Todos menos uno. El 22 de enero de 1973, su hijo Alexandre murió en un accidente de helicóptero. Este suceso fue fatal para Ari y le arrebató las ganas de vivir. A partir de ese momento, el hombre rico y poderoso, el hombre sin leyes ni escrúpulos, el genial hombre de negocios se desintegrará lentamente. Jackie, a su lado, no comprende su dolor y lo considera impúdico. Acostumbrada a no expresar nunca nada, se siente completamente ajena a la desesperación de su marido. Uno nunca debe mostrar su dolor en público. Es indigno. Jackie recuerda a Ethel Kennedy, la mujer de Bob, que fue a consultar a un médico justo después de la muerte de su marido, ¡para que le diera un medicamento para no llorar! Jackie aprueba este tipo de comportamiento. Es su educación, su cultura. ¡Siente repugnancia hacia Onassis que grita, solloza y prodiga insultos contra el cielo, los dioses y el destino! Cada vez le parece más repulsivo, y ya no quiere cenar en la misma mesa que él, porque considera que no sabe comportarse. Onassis, descompuesto, descubre a la mujer con quien se ha casado. «Ella quiere mi dinero pero no a mí. Nunca está conmigo».
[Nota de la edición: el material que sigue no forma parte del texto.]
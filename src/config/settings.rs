//! Application settings loaded from config.toml with environment overrides.
//!
//! The file supplies the server bind address, the database URL, and the
//! default budget allocation new accounts start from. `DATABASE_URL` and
//! `BIND_ADDR` environment variables (typically via `.env`) take precedence
//! over the file, and every field has a sensible default so the service runs
//! with no config file at all.

use crate::{
    config::database::DEFAULT_DATABASE_URL,
    core::allocation::AllocationConfig,
    errors::{Error, Result},
};
use serde::Deserialize;
use std::path::Path;

/// Default address the API server listens on.
pub const DEFAULT_BIND_ADDR: &str = "127.0.0.1:3001";

/// Top-level application configuration.
#[derive(Debug, Clone, Deserialize)]
#[serde(default)]
pub struct AppConfig {
    /// HTTP server settings
    pub server: ServerConfig,
    /// Database settings
    pub database: DatabaseConfig,
    /// Allocation new accounts are seeded with
    pub default_allocation: AllocationConfig,
}

/// `[server]` section of config.toml.
#[derive(Debug, Clone, Deserialize)]
#[serde(default)]
pub struct ServerConfig {
    /// Socket address to bind, e.g. `127.0.0.1:3001`
    pub bind_addr: String,
}

/// `[database]` section of config.toml.
#[derive(Debug, Clone, Deserialize)]
#[serde(default)]
pub struct DatabaseConfig {
    /// `SeaORM` connection URL
    pub url: String,
}

impl Default for ServerConfig {
    fn default() -> Self {
        Self {
            bind_addr: DEFAULT_BIND_ADDR.to_string(),
        }
    }
}

impl Default for DatabaseConfig {
    fn default() -> Self {
        Self {
            url: DEFAULT_DATABASE_URL.to_string(),
        }
    }
}

impl Default for AppConfig {
    fn default() -> Self {
        Self {
            server: ServerConfig::default(),
            database: DatabaseConfig::default(),
            default_allocation: AllocationConfig::default(),
        }
    }
}

/// Loads configuration from a TOML file.
///
/// # Errors
/// Returns [`Error::Config`] if the file cannot be read, the TOML is invalid,
/// or the seeded default allocation does not sum to 100.
pub fn load_config<P: AsRef<Path>>(path: P) -> Result<AppConfig> {
    let path_ref = path.as_ref();
    tracing::debug!("Loading configuration from {:?}", path_ref);

    let contents = std::fs::read_to_string(path_ref).map_err(|e| Error::Config {
        message: format!("Failed to read config file {path_ref:?}: {e}"),
    })?;

    let config: AppConfig = toml::from_str(&contents).map_err(|e| Error::Config {
        message: format!("Failed to parse config file {path_ref:?}: {e}"),
    })?;

    config.default_allocation.validate()?;
    Ok(config)
}

/// Loads configuration from `./config.toml` if present, falling back to
/// defaults, then applies `BIND_ADDR` and `DATABASE_URL` environment
/// overrides.
pub fn load_app_configuration() -> Result<AppConfig> {
    let mut config = if Path::new("config.toml").exists() {
        load_config("config.toml")?
    } else {
        tracing::info!("No config.toml found, using defaults");
        AppConfig::default()
    };

    if let Ok(bind_addr) = std::env::var("BIND_ADDR") {
        config.server.bind_addr = bind_addr;
    }
    if let Ok(url) = std::env::var("DATABASE_URL") {
        config.database.url = url;
    }

    Ok(config)
}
Onassis rectifica su testamento, la elimina por completo de la herencia, y le asigna una pensión vitalicia y otra para sus hijos. Quiere divorciarse y contrata a un detective privado para seguirla y sorprenderla en flagrante delito de adulterio. El detective vuelve con las manos vacías. Seis meses después de la muerte de su hijo, Onassis cae gravemente enfermo. Los médicos diagnostican miastenia, una enfermedad que destruye los músculos. Cuando ya no puede abrir un ojo, se pega el párpado con un esparadrapo y bromea sobre el tema. Sigue trabajando, pero está desmotivado. A principios de febrero de 1975 sufre fuertes dolores de estómago y se desmorona. Ingresa en el hospital americano de Neuilly para reponerse. Jackie va a verle, pero le parece que no está tan grave y enseguida vuelve a Nueva York.
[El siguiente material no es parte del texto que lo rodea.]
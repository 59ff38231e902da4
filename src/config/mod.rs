/// Database configuration and connection management
pub mod database;

/// Application settings loading from config.toml and environment
pub mod settings;

pub use settings::{AppConfig, load_app_configuration};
El 15 de marzo de 1975, Aristóteles Onassis muere. Su esposa está en Nueva York. Acompañada de Ted Kennedy, asistirá al funeral en la pequeña capilla de Skorpios, donde se había casado seis años y medio antes. No dejará entrever en absoluto sus diferencias y pronunciará ante la prensa unas palabras «perfectas» sobre su marido: «Aristóteles Onassis me amparó en un momento en que mi vida estaba sumida en sombras. Él me condujo a un mundo de amor y felicidad. Juntos hemos vivido momentos maravillosos que nunca olvidaré y por los que le estaré eternamente agradecida».
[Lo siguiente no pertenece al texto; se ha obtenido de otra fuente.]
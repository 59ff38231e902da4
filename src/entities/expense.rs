//! Expense entity - Represents a single dated, categorized spending record.
//!
//! The category column holds one of the 8 values of [`crate::core::Category`];
//! it is validated at creation time so rows never carry an out-of-domain string.
//! Expenses are immutable once created and belong to exactly one calendar month,
//! determined by their date.

use sea_orm::entity::prelude::*;
use serde::{Deserialize, Serialize};

/// Expense database model
#[derive(Clone, Debug, PartialEq, DeriveEntityModel, Serialize, Deserialize)]
#[sea_orm(table_name = "expenses")]
pub struct Model {
    /// Unique identifier for the expense
    #[sea_orm(primary_key)]
    pub id: i64,
    /// ID of the user who logged this expense
    pub user_id: i64,
    /// Expense amount in currency units, strictly positive
    pub amount: f64,
    /// Expense category, one of the fixed 8-value enumeration
    pub category: String,
    /// Free-text note describing the expense, non-empty
    pub note: String,
    /// Calendar date of the expense (time of day is irrelevant)
    pub date: Date,
}

/// Defines relationships between Expense and other entities
#[derive(Copy, Clone, Debug, EnumIter, DeriveRelation)]
pub enum Relation {
    /// Each expense belongs to one user
    #[sea_orm(
        belongs_to = "super::user::Entity",
        from = "Column::UserId",
        to = "super::user::Column::Id"
    )]
    User,
}

impl Related<super::user::Entity> for Entity {
    fn to() -> RelationDef {
        Relation::User.def()
    }
}

impl ActiveModelBehavior for ActiveModel {}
Tras el golpe de la muerte llegaba la hora del culto.
Jackie seguirá haciéndose llamar señora Onassis y en cenas neoyorquinas hablará de Ari con los ojos brillantes, contará las locuras que él organizaba para ella, la felicidad espectacular que le había hecho conocer. Él tiene que seguir siendo, a toda costa, ese ser maravilloso que la hiciera tan dichosa durante unos meses. Ari pasa a ocupar un peldaño en el podio junto a sus otros dos héroes, cuyo recuerdo sigue ornando: Jack Bouvier y John Kennedy. A menudo la realidad puede con Jackie de forma trágica, pero ella insiste en ignorarla, como ignora todo lo que le molesta.